As novas jazidas de petróleo e gás são visadas e exploradas por petrolíferas do Norte Global. Descoberta pela estadunidense Exxon Mobil em 2015, a jazida da Guiana abriu o caminho para a posterior e mais recente descoberta da reserva no Suriname, em 2020. Diversas outras petrolíferas exploram a área, como a Royal Dutch Shell, a Total e a Apache.

A descoberta é uma das mais importante dos últimos anos da região, comparável às reservas asiáticas.

Assim como observado no Brasil, os incentivos fiscais para a atividade extrativista, a exclusão do debate da sociedade civil e a pouca ou nula pauta ambiental atrelada a esses projetos fazem vislumbrar um futuro pouco promissor.

“Todos esses projetos de mineração, petróleo e gás em áreas ecologicamente sensíveis passam por cima de povos indígenas, comunidades tradicionais e agravam ainda mais a crise climática”, alerta Angelo. “Não são projetos que vêm sozinhos, há toda uma infraestrutura e logística por trás.”

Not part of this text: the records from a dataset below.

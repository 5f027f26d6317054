use std::sync::Arc;

use chrono::Utc;
use rust_decimal::Decimal;

use crate::{
    audit::{AuditLog, log_audit},
    dto::orders::{
        BatchDeleteResult, CreateOrderRequest, OrderDetail, OrderList, UpdateOrderRequest,
    },
    error::{AppError, AppResult},
    models::{NewOrder, Order, OrderStatus, RefundStatus, line_total, max_unit_price},
    repository::{
        OrderRepository, Page, ProductRepository, TransactionManager, UnitOfWork, UserRepository,
    },
    response::{ApiResponse, Meta},
    routes::params::OrderPageQuery,
};

pub struct OrderService {
    orders: Arc<dyn OrderRepository>,
    products: Arc<dyn ProductRepository>,
    users: Arc<dyn UserRepository>,
    transactions: Arc<dyn TransactionManager>,
    audit: Arc<dyn AuditLog>,
}

impl OrderService {
    pub fn new(
        orders: Arc<dyn OrderRepository>,
        products: Arc<dyn ProductRepository>,
        users: Arc<dyn UserRepository>,
        transactions: Arc<dyn TransactionManager>,
        audit: Arc<dyn AuditLog>,
    ) -> Self {
        Self {
            orders,
            products,
            users,
            transactions,
            audit,
        }
    }

    pub async fn create_order(&self, payload: CreateOrderRequest) -> AppResult<ApiResponse<Order>> {
        if payload.quantity <= 0 {
            return Err(AppError::BadRequest(
                "quantity must be greater than 0".to_string(),
            ));
        }
        if payload.price < Decimal::ZERO {
            return Err(AppError::BadRequest("price must not be negative".to_string()));
        }
        if payload.price > max_unit_price() {
            return Err(AppError::BadRequest(format!(
                "price must not exceed {}",
                max_unit_price()
            )));
        }
        let Some(total_price) = line_total(payload.price, payload.quantity) else {
            return Err(AppError::BadRequest("order total is out of range".to_string()));
        };

        let mut product = match self.products.get(payload.product_id).await? {
            Some(p) => p,
            None => return Err(AppError::not_found("Product")),
        };
        if product.stock < payload.quantity {
            return Err(AppError::InsufficientStock {
                product_id: product.id,
                available: product.stock,
                requested: payload.quantity,
            });
        }

        let order = self
            .orders
            .insert(NewOrder {
                user_id: payload.user_id,
                product_id: payload.product_id,
                quantity: payload.quantity,
                price: payload.price,
                total_price,
                status: OrderStatus::CREATED,
                refund_status: RefundStatus::NONE,
                recv_address: payload.recv_address,
                recv_phone: payload.recv_phone,
            })
            .await?;

        // Not transactional: the order stays even if the stock write is lost.
        product.stock -= order.quantity;
        if self.products.update(&product).await? == 0 {
            tracing::warn!(
                order_id = order.id,
                product_id = product.id,
                "stock decrement affected no rows"
            );
        }

        tracing::info!(order_id = order.id, product_id = product.id, "order created");
        self.audit(Some(order.user_id), "order_create", order.id).await;

        Ok(ApiResponse::success(
            "Order created",
            order,
            Some(Meta::empty()),
        ))
    }

    pub async fn update_order_status(
        &self,
        id: i64,
        status: i32,
    ) -> AppResult<ApiResponse<Order>> {
        if status < 0 {
            return Err(AppError::BadRequest(format!("invalid order status {status}")));
        }
        let mut order = self.find_order(id).await?;

        order.last_status = Some(order.status);
        order.status = OrderStatus(status);
        self.save(&order, "update order status").await?;

        tracing::info!(order_id = id, status, "order status updated");
        self.audit(None, "order_status_update", id).await;

        Ok(ApiResponse::success(
            "Status updated",
            order,
            Some(Meta::empty()),
        ))
    }

    /// Marks the order paid and moves its quantity from stock to sales, all
    /// inside one unit of work.
    pub async fn pay_order(&self, id: i64) -> AppResult<ApiResponse<Order>> {
        let uow = self.transactions.begin().await?;
        let result = apply_payment(uow.as_ref(), id).await;
        match result {
            Ok(order) => {
                uow.commit().await?;
                tracing::info!(order_id = id, "order paid");
                self.audit(Some(order.user_id), "order_paid", id).await;
                Ok(ApiResponse::success(
                    "Payment recorded",
                    order,
                    Some(Meta::empty()),
                ))
            }
            Err(err) => {
                if let Err(rollback_err) = uow.rollback().await {
                    tracing::error!(order_id = id, error = %rollback_err, "rollback failed");
                }
                Err(err)
            }
        }
    }

    pub async fn refund_order(&self, id: i64, reason: String) -> AppResult<ApiResponse<Order>> {
        let mut order = self.find_order(id).await?;

        if !order.status.is_refundable() {
            return Err(AppError::InvalidState(format!(
                "order status {} does not allow a refund",
                order.status.0
            )));
        }

        order.refund_status = RefundStatus::REQUESTED;
        order.refund_reason = Some(reason);
        self.save(&order, "request refund").await?;

        tracing::info!(order_id = id, "refund requested");
        self.audit(Some(order.user_id), "order_refund_request", id).await;

        Ok(ApiResponse::success(
            "Refund requested",
            order,
            Some(Meta::empty()),
        ))
    }

    pub async fn update_order_address(
        &self,
        id: i64,
        address: String,
        phone: String,
    ) -> AppResult<ApiResponse<Order>> {
        let mut order = self.find_order(id).await?;

        if order.status.is_shipped() {
            return Err(AppError::InvalidState(
                "order already shipped, the delivery address can no longer change".to_string(),
            ));
        }

        order.recv_address = Some(address);
        order.recv_phone = Some(phone);
        self.save(&order, "update delivery address").await?;

        tracing::info!(order_id = id, "delivery address updated");

        Ok(ApiResponse::success(
            "Address updated",
            order,
            Some(Meta::empty()),
        ))
    }

    pub async fn update_order(
        &self,
        id: i64,
        patch: UpdateOrderRequest,
    ) -> AppResult<ApiResponse<Order>> {
        if patch.quantity.is_some_and(|quantity| quantity <= 0) {
            return Err(AppError::BadRequest(
                "quantity must be greater than 0".to_string(),
            ));
        }
        if let Some(status) = patch.status.filter(|status| *status < 0) {
            return Err(AppError::BadRequest(format!("invalid order status {status}")));
        }
        if let Some(price) = patch.price {
            if price < Decimal::ZERO || price > max_unit_price() {
                return Err(AppError::BadRequest(format!("price {price} is out of range")));
            }
        }
        let existing = self.find_order(id).await?;

        let mut order = existing.clone();
        if let Some(quantity) = patch.quantity {
            order.quantity = quantity;
        }
        if let Some(price) = patch.price {
            order.price = price;
        }
        if let Some(status) = patch.status {
            order.status = OrderStatus(status);
        }
        if let Some(refund_status) = patch.refund_status {
            order.refund_status = RefundStatus(refund_status);
        }
        if let Some(reason) = patch.refund_reason {
            order.refund_reason = Some(reason);
        }
        if let Some(address) = patch.recv_address {
            order.recv_address = Some(address);
        }
        if let Some(phone) = patch.recv_phone {
            order.recv_phone = Some(phone);
        }

        order.id = existing.id;
        order.created_at = existing.created_at;
        order.user_id = existing.user_id;
        order.product_id = existing.product_id;
        order.total_price = existing.total_price;

        self.save(&order, "update order").await?;
        tracing::info!(order_id = id, "order updated");

        Ok(ApiResponse::success("Updated", order, Some(Meta::empty())))
    }

    pub async fn delete_order(&self, id: i64) -> AppResult<ApiResponse<serde_json::Value>> {
        if self.orders.delete(id).await? == 0 {
            return Err(AppError::Persistence(format!("delete order {id}")));
        }

        tracing::info!(order_id = id, "order deleted");
        self.audit(None, "order_delete", id).await;

        Ok(ApiResponse::success(
            "Deleted",
            serde_json::json!({}),
            Some(Meta::empty()),
        ))
    }

    pub async fn delete_batch(&self, ids: Vec<i64>) -> AppResult<ApiResponse<BatchDeleteResult>> {
        if ids.is_empty() {
            return Err(AppError::BadRequest("ids must not be empty".to_string()));
        }

        let deleted = self.orders.delete_batch(&ids).await?;
        if deleted == 0 {
            return Err(AppError::Persistence("batch delete orders".to_string()));
        }

        tracing::info!(deleted, "orders deleted");
        if let Err(err) = log_audit(
            self.audit.as_ref(),
            None,
            "order_batch_delete",
            Some("orders"),
            Some(serde_json::json!({ "order_ids": ids })),
        )
        .await
        {
            tracing::warn!(error = %err, "audit log failed");
        }

        Ok(ApiResponse::success(
            "Deleted",
            BatchDeleteResult { deleted },
            Some(Meta::empty()),
        ))
    }

    pub async fn get_order(&self, id: i64) -> AppResult<ApiResponse<OrderDetail>> {
        let order = self.find_order(id).await?;
        let detail = self.enrich(order).await?;
        Ok(ApiResponse::success("OK", detail, Some(Meta::empty())))
    }

    pub async fn get_orders_by_user(&self, user_id: i64) -> AppResult<ApiResponse<OrderList>> {
        let orders = self.orders.list_by_user(user_id).await?;
        if orders.is_empty() {
            return Err(AppError::not_found(format!("Orders for user {user_id}")));
        }

        let mut items = Vec::with_capacity(orders.len());
        for order in orders {
            items.push(self.enrich(order).await?);
        }

        let total = items.len() as u64;
        let page = Page {
            items,
            total,
            page: 1,
            size: total,
        };
        let meta = Meta::for_page(&page);
        Ok(ApiResponse::success(
            "Ok",
            OrderList { items: page.items },
            Some(meta),
        ))
    }

    pub async fn get_orders_by_page(
        &self,
        query: OrderPageQuery,
    ) -> AppResult<ApiResponse<OrderList>> {
        let request = query.page_request();
        let mut filter = query.base_filter();

        if let Some(farmer_id) = query.farmer_id {
            let product_ids = self.products.ids_by_farmer(farmer_id).await?;
            if product_ids.is_empty() {
                return Ok(page_response(Page::empty(request)));
            }
            filter.product_ids = Some(product_ids);
        }

        let page = self.orders.page(&filter, request).await?;
        let mut items = Vec::with_capacity(page.items.len());
        for order in page.items.iter().cloned() {
            items.push(self.enrich(order).await?);
        }

        Ok(page_response(page.map_items(items)))
    }

    async fn find_order(&self, id: i64) -> AppResult<Order> {
        match self.orders.get(id).await? {
            Some(o) => Ok(o),
            None => Err(AppError::not_found("Order")),
        }
    }

    async fn save(&self, order: &Order, action: &str) -> AppResult<()> {
        if self.orders.update(order).await? == 0 {
            return Err(AppError::Persistence(format!("{action} for order {}", order.id)));
        }
        Ok(())
    }

    /// Attaches buyer, product and farmer. A product that no longer exists
    /// leaves both product and farmer empty.
    async fn enrich(&self, order: Order) -> AppResult<OrderDetail> {
        let user = self.users.get(order.user_id).await?;
        let product = self.products.get(order.product_id).await?;
        let farmer = match &product {
            Some(product) => self.users.get(product.farmer_id).await?,
            None => None,
        };
        Ok(OrderDetail {
            order,
            user,
            product,
            farmer,
        })
    }

    async fn audit(&self, user_id: Option<i64>, action: &str, order_id: i64) {
        if let Err(err) = log_audit(
            self.audit.as_ref(),
            user_id,
            action,
            Some("orders"),
            Some(serde_json::json!({ "order_id": order_id })),
        )
        .await
        {
            tracing::warn!(error = %err, "audit log failed");
        }
    }
}

async fn apply_payment(uow: &dyn UnitOfWork, id: i64) -> AppResult<Order> {
    let mut order = match uow.get_order(id).await? {
        Some(o) => o,
        None => return Err(AppError::not_found("Order")),
    };
    if order.status != OrderStatus::CREATED {
        return Err(AppError::InvalidState("order already paid".to_string()));
    }

    let mut product = match uow.get_product(order.product_id).await? {
        Some(p) => p,
        None => return Err(AppError::not_found("Product")),
    };
    if product.stock < order.quantity {
        return Err(AppError::InsufficientStock {
            product_id: product.id,
            available: product.stock,
            requested: order.quantity,
        });
    }

    product.sales_count += order.quantity;
    product.stock -= order.quantity;
    if uow.update_product(&product).await? == 0 {
        return Err(AppError::Persistence("payment processing failed".to_string()));
    }

    order.status = OrderStatus::PAID;
    order.updated_at = Utc::now();
    if uow.update_order(&order).await? == 0 {
        return Err(AppError::Persistence("payment processing failed".to_string()));
    }

    Ok(order)
}

fn page_response(page: Page<OrderDetail>) -> ApiResponse<OrderList> {
    let meta = Meta::for_page(&page);
    ApiResponse::success("Orders", OrderList { items: page.items }, Some(meta))
}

Quando perguntado sobre como lidar com a contradição dos países do Sul Global, economicamente sujeitos aos extrativismo, e a urgência de lidar seriamente com as soluções reais para conter a crise climática, Mauricio Angelo destaca que “não há um modelo pronto”.

“A única certeza que temos é que do jeito que está, não dá para continuar. Somos todos afetados direta e indiretamente, e não só quando uma barragem se rompe ou um oleoduto vaza. São questões do nosso dia-a-dia, como a crise energética no Brasil agora mostra.”